Data supplied:

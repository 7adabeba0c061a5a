//! Address geocoding.
//!
//! The normalizer only sees the [`Geocoder`] trait; [`ArcGisGeocoder`] is the
//! production implementation backed by the ArcGIS World Geocoding Service.

mod arcgis;

use std::future::Future;

use serde::Serialize;

pub use arcgis::{ArcGisGeocoder, ARCGIS_ENDPOINT};

/// A resolved address in WGS 84 decimal degrees
#[derive(Debug, Clone, PartialEq, Serialize)]
pub struct GeocodedPoint {
    pub lat: f64,
    pub lon: f64,
    /// Provider's match score (0-100), when reported
    pub score: Option<f64>,
    /// Address as normalized by the provider
    pub matched_address: Option<String>,
}

/// Resolves free-text addresses to coordinates.
///
/// `Ok(None)` means the provider answered but found no candidate.
pub trait Geocoder {
    fn geocode(
        &self,
        address: &str,
    ) -> impl Future<Output = anyhow::Result<Option<GeocodedPoint>>> + Send;
}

Activity: Every entry must be set down exactly, with nothing left out.

Written solution:
repository 7adabeba0c061a5a
//! Address geocoding.
//!
//! The normalizer only sees the [`Geocoder`] trait; [`ArcGisGeocoder`] is the
//! production implementation backed by the ArcGIS World Geocoding Service.

mod arcgis;

use std::future::Future;

use serde::Serialize;

pub use arcgis::{ArcGisGeocoder, ARCGIS_ENDPOINT};

/// A resolved address in WGS 84 decimal degrees
#[derive(Debug, Clone, PartialEq, Serialize)]
pub struct GeocodedPoint {
    pub lat: f64,
    pub lon: f64,
    /// Provider's match score (0-100), when reported
    pub score: Option<f64>,
    /// Address as normalized by the provider
    pub matched_address: Option<String>,
}

/// Resolves free-text addresses to coordinates.
///
/// `Ok(None)` means the provider answered but found no candidate.
pub trait Geocoder {
    fn geocode(
        &self,
        address: &str,
    ) -> impl Future<Output = anyhow::Result<Option<GeocodedPoint>>> + Send;
}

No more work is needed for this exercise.